Consider the Lewis structure for the major resonance form of PCS–. (Note that carbon is the central atom.) The structure shows:

a. A phosphorus-carbon triple bond and a carbon-sulfur single bond.
b. A phosphorus-carbon double bond and a carbon-sulfur double bond
c. A phosphorus-carbon single bond and a carbon-sulfur triple bond.
d. A phosphorus-carbon single bond and a carbon-sulfur double bond.
e. A phosphorus-carbon single bond and a carbon-sulfur single bond

I'm just mostly confused on doing lewis structures. I get the basic idea, but I'm confused on how you know to do single bonds/double bonds. Or how to know when a bond is polar. Also, when a molecule is polar.

1 answer

We can't draw structures on this board but perhaps I can help clear up some of your confusion.
PCS. Count the electrons.
P = 1 x 5 = 5
C - 1 x 4 = 4
S = 1 x 6 = 6
1 neg charge = 1
Total = 16.

There are 3 atoms, they each want 8 so 3 x 8 = 24 and we have 16. That is 24-16 = 8 short and since we usually pair electrons to make a bond that is 8/2 = 4 bonds.

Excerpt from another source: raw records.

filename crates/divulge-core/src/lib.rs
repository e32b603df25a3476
//! # Divulge Core
//!
//! The domain layer of the Divulge publishing backend.
//! This crate contains the entities, the ports infrastructure must implement,
//! and the post coordinator that ties the metadata and content stores together.
//! It has zero infrastructure dependencies.

pub mod domain;
pub mod error;
pub mod ports;
pub mod services;

pub use error::{DomainError, PostError};
pub use services::PostService;
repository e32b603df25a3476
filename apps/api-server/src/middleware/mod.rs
//! Middleware modules.

pub mod error;
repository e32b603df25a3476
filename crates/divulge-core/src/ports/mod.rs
//! Ports - trait definitions for external dependencies.
//! These are the "interfaces" that infrastructure must implement.

mod content;
mod repository;

pub use content::{ContentStore, validate_key};
pub use repository::{AccountRepository, BaseRepository, PostRepository, UserRepository};
//! User entity for SeaORM.

use sea_orm::Set;
use sea_orm::entity::prelude::*;

#[derive(Clone, Debug, PartialEq, Eq, DeriveEntityModel)]
#[sea_orm(table_name = "users")]
pub struct Model {
    #[sea_orm(primary_key, auto_increment = false)]
    pub id: Uuid,
    pub name: String,
    #[sea_orm(unique)]
    pub email: String,
    pub created_at: DateTimeWithTimeZone,
    pub updated_at: DateTimeWithTimeZone,
    pub deleted_at: Option<DateTimeWithTimeZone>,
}

#[derive(Copy, Clone, Debug, EnumIter, DeriveRelation)]
pub enum Relation {
    #[sea_orm(has_many = "super::membership::Entity")]
    Membership,
}

impl Related<super::membership::Entity> for Entity {
    fn to() -> RelationDef {
        Relation::Membership.def()
    }
}

impl ActiveModelBehavior for ActiveModel {}

impl Model {
    /// Convert to the domain User, attaching the account memberships that
    /// live in their own table.
    pub fn into_domain(self, accounts: Vec<Uuid>) -> divulge_core::domain::User {
        divulge_core::domain::User {
            id: Some(self.id),
            name: self.name,
            email: self.email,
            accounts,
            created_at: self.created_at.into(),
            updated_at: self.updated_at.into(),
            deleted_at: self.deleted_at.map(Into::into),
        }
    }
}

impl ActiveModel {
    /// Build the row for a newly created user.
    pub fn for_insert(
        id: Uuid,
        user: &divulge_core::domain::User,
        now: DateTimeWithTimeZone,
    ) -> Self {
        Self {
            id: Set(id),
            name: Set(user.name.clone()),
            email: Set(user.email.clone()),
            created_at: Set(now),
            updated_at: Set(now),
            deleted_at: Set(None),
        }
    }
}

So I would put P::C::S which takes care of 8 electrons and we need to add 8 more.I would add 4 more to P and 4 to S. That gives 8 around C, 8 for P and 8 for S. Then I count the formal charge. On P, FC is -1 (and the ion has a -1 charge), C is zero and S is zero. Molecules generally don't like formal charges (at least formal charges that are +/- 2 or +/- 3. So I would count that as the major structure. You can draw others by shifting the electrons around.
For polarity. We need the shape, I count the regions of high electron density. I see two for C and that makes it linear. I see P has an electronegativity of 2.19 and S is 2.58 and since these are exactly opposite each other, there is a slight polarity to the molecule (but not all that much).